Barkey Atlantik Dergisi internet sayfasında , ‘hiçbir delil olmadan 15 temmuz darbesinin bir parçası olduğu ve işlemediği suçlardan dolayı
yıllardır hapiste olan Osman Kavala’yla bağlantılı olduğu’ iddiasıyla suçlanarak hakkında tutuklama kararı çıkarıldığını yazdı.
Suçlamaların hayatını alt üst ettiğini anlatan İstanbul doğumlu Barkey, Türkiye’ye gidemediğini, arkadaşlarını ve bağlantılarını kaybettiğini bildirdi.
Yasaklı olduğu dönemde 2002 yılında CIA’cı Graham Fuller ve eski Ankara Büyükelçisi Morton Abramowitz’le birlikte Washington’da Erdoğan’la buluşan Barkey uzun süre AKP’nin politikalarını savundu.
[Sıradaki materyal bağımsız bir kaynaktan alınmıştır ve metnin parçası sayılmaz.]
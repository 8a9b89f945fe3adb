use std::fs;
use std::path::{Path, PathBuf};

use log::*;
use serde::{Deserialize, Serialize};
use thiserror::Error;

use crate::renderer::RenderApi;
use crate::vulkan::constants;

pub const CONFIG_ENV: &str = "RHI_CONFIG";
pub const DEFAULT_CONFIG_PATH: &str = "rhi.toml";

#[derive(Debug, Error)]
pub enum ConfigError {
    #[error("IO error reading `{path}`: {source}")]
    Io {
        path: PathBuf,
        source: std::io::Error,
    },
    #[error("Parse error: {0}")]
    Parse(#[from] toml::de::Error),
    #[error("Serialize error: {0}")]
    Serialize(#[from] toml::ser::Error),
    #[error("Invalid setting: {0}")]
    Invalid(String),
}

#[derive(Debug, Clone, PartialEq, Serialize, Deserialize)]
#[serde(default)]
pub struct RendererSettings {
    pub application_name: String,
    pub render_api: RenderApi,
    pub vsync: bool,
    pub validation: bool,
    pub headless: bool,
    pub preferred_gpu: Option<String>,
    pub descriptor_sets_per_pool: u32,
    pub clear_color: [f32; 4],
}

impl Default for RendererSettings {
    fn default() -> Self {
        Self {
            application_name: "RHI Sandbox".to_string(),
            render_api: RenderApi::Vulkan,
            vsync: false,
            validation: constants::VALIDATION_ENABLED,
            headless: false,
            preferred_gpu: None,
            descriptor_sets_per_pool: constants::DEFAULT_DESCRIPTOR_SETS_PER_POOL,
            clear_color: constants::DEFAULT_CLEAR_COLOR,
        }
    }
}

impl RendererSettings {
    pub fn load() -> Result<Self, ConfigError> {
        match std::env::var_os(CONFIG_ENV) {
            Some(path) => Self::load_from_file(path),
            None if Path::new(DEFAULT_CONFIG_PATH).exists() => {
                Self::load_from_file(DEFAULT_CONFIG_PATH)
            }
            None => {
                info!("No `{}` found, using default settings.", DEFAULT_CONFIG_PATH);
                Ok(Self::default())
            }
        }
    }

    pub fn load_from_file<P: AsRef<Path>>(path: P) -> Result<Self, ConfigError> {
        let path = path.as_ref();
        let contents = fs::read_to_string(path).map_err(|source| ConfigError::Io {
            path: path.to_path_buf(),
            source,
        })?;
        let settings = Self::from_toml(&contents)?;
        info!("Loaded renderer settings from `{}`.", path.display());
        Ok(settings)
    }

    pub fn save_to_file<P: AsRef<Path>>(&self, path: P) -> Result<(), ConfigError> {
        let path = path.as_ref();
        let contents = toml::to_string_pretty(self)?;
        fs::write(path, contents).map_err(|source| ConfigError::Io {
            path: path.to_path_buf(),
            source,
        })
    }

    pub fn from_toml(contents: &str) -> Result<Self, ConfigError> {
        let settings: Self = toml::from_str(contents)?;
        settings.validate()?;
        Ok(settings)
    }

    pub fn validate(&self) -> Result<(), ConfigError> {
        if self.descriptor_sets_per_pool == 0 {
            return Err(ConfigError::Invalid(
                "descriptor_sets_per_pool must be greater than zero".to_string(),
            ));
        }
        Ok(())
    }
}

#[cfg(test)]
mod tests {
    use super::*;

    #[test]
    fn empty_document_yields_defaults() {
        let settings = RendererSettings::from_toml("").unwrap();
        assert_eq!(settings, RendererSettings::default());
        assert_eq!(settings.descriptor_sets_per_pool, 64);
        assert_eq!(settings.clear_color, [0.1, 0.1, 0.1, 1.0]);
    }

    #[test]
    fn partial_document_overrides_fields() {
        let settings = RendererSettings::from_toml(
            r#"
            render_api = "opengl"
            vsync = true
            headless = true
            preferred_gpu = "NVIDIA GeForce RTX 3080"
            "#,
        )
        .unwrap();

        assert_eq!(settings.render_api, RenderApi::OpenGl);
        assert!(settings.vsync);
        assert!(settings.headless);
        assert_eq!(
            settings.preferred_gpu.as_deref(),
            Some("NVIDIA GeForce RTX 3080")
        );
        assert_eq!(settings.application_name, "RHI Sandbox");
    }

    #[test]
    fn rejects_zero_sized_pools() {
        let error = RendererSettings::from_toml("descriptor_sets_per_pool = 0").unwrap_err();
        assert!(matches!(error, ConfigError::Invalid(_)));
    }

    #[test]
    fn rejects_unknown_api() {
        let error = RendererSettings::from_toml(r#"render_api = "metal""#).unwrap_err();
        assert!(matches!(error, ConfigError::Parse(_)));
    }

    #[test]
    fn missing_file_reports_path() {
        let error = RendererSettings::load_from_file("does/not/exist.toml").unwrap_err();
        match error {
            ConfigError::Io { path, .. } => assert_eq!(path, Path::new("does/not/exist.toml")),
            other => panic!("unexpected error: {other}"),
        }
    }
}
use anyhow::Result;
use vulkanalia::vk::{self, DeviceV1_0, HasBuilder};

use super::device::VulkanDevice;

#[derive(Debug)]
pub struct VulkanImage;

impl VulkanImage {
    pub unsafe fn create_views(
        device: &VulkanDevice,
        images: &[vk::Image],
        format: vk::Format,
    ) -> Result<Vec<vk::ImageView>> {
        images
            .iter()
            .map(|image| {
                let components = vk::ComponentMapping::builder()
                    .r(vk::ComponentSwizzle::IDENTITY)
                    .g(vk::ComponentSwizzle::IDENTITY)
                    .b(vk::ComponentSwizzle::IDENTITY)
                    .a(vk::ComponentSwizzle::IDENTITY);

                let subresource_range = vk::ImageSubresourceRange::builder()
                    .aspect_mask(vk::ImageAspectFlags::COLOR)
                    .base_mip_level(0)
                    .level_count(1)
                    .base_array_layer(0)
                    .layer_count(1);

                let info = vk::ImageViewCreateInfo::builder()
                    .image(*image)
                    .view_type(vk::ImageViewType::_2D)
                    .format(format)
                    .components(components)
                    .subresource_range(subresource_range);

                device.vk_device.create_image_view(&info, None)
            })
            .collect::<Result<Vec<_>, _>>()
            .map_err(Into::into)
    }

    pub unsafe fn destroy_views(device: &VulkanDevice, views: &mut Vec<vk::ImageView>) {
        views
            .drain(..)
            .for_each(|v| device.vk_device.destroy_image_view(v, None));
    }
}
Pentagon’a da Türkiye hakkında raporlar hazırlayan Barkey, ‘CHP’nin iktidara gelmek için orduyla ittifaka girdiğini’ iddia edecek kadar
ileri giden komplo teorileriyle dolu yazılar yazdı.
Barkey o dönem konuşmalarında ‘ordunun gösteriler organize ettiğini’ öne sürmüş, ‘AKP’nin faaliyetlerini aksatmaya çalıştığını, laikliğin
tehlikede olmadığı’ gibi komplo teorilerine yer vermişti.
Barkey, şimdi kendisine yöneltilen suçlamalarla ilgili olarak , ‘bana komploculuğun prosedürel düzeyde nasıl çalıştığını da öğrettiler:
nasıl başlar, nasıl yayılır, sıradan insanları nasıl şüpheli ve masumları suçlu hale getirebilir’ diyor.
Barkey, şunları yazıyor: ‘ABD Dışişleri Bakanlığı'nın politika planlama kadrosunda görev yapmıştım ve bu nedenle Washington'da geniş
bağlantılarım olduğu biliniyordu. Türk makamları, ABD hükümetinin suç ortaklığına dair hiçbir şüphe olmadığından emin olmak için büyük bir güvenle benim bir CIA ajanı olduğumu da ileri sürdüler.’
‘Erdoğan’ın hakikatle savaşı’ başlıklı yazısında Barkey, Kavala’yla ilişkisi konusunda şöyle diyor: ‘Onu hapiste tutan kanıtlar mı? Darbe
girişiminden üç gün sonra tesadüfen bir İstanbul restoranında akşam yemeği için buluştuğumuz için kısa sohbet ettiğimiz bir karşılaşmamız
oldu. Ancak iddianamede o ve benim birbirimizle yoğun temas halinde olduğumuz ve saatlerce telefonda konuştuğumuz iddia ediliyor.
Yetkililer bu suçlamayı yapmakla birlikte, aramızda herhangi bir arama olduğuna dair doğrudan bir kayıtları olmadığını da kabul ediyor.
Yapamadılar, çünkü birbirimizi hiç aramadık. İddianamenin büyük bir kısmı bunun gibi alakasız tesadüflere dayanıyor.’
Askerliğini Türkiye’de yapan İstanbul doğumlu musevi asıllı Henri Barkey, Gülen’e ABD’de oturma izni için kefil olan ve Türkiye`de CIA istasyon şefliği yapan ‘ılımlı İslam’ teorisyenlerinden Graham Fuller`in yakın çalışma arkadaşı. Birlikte yazıkları ‘Türkiye’nin Kürt meselesi’ adlı ortak bir kitapları da bulunuyor.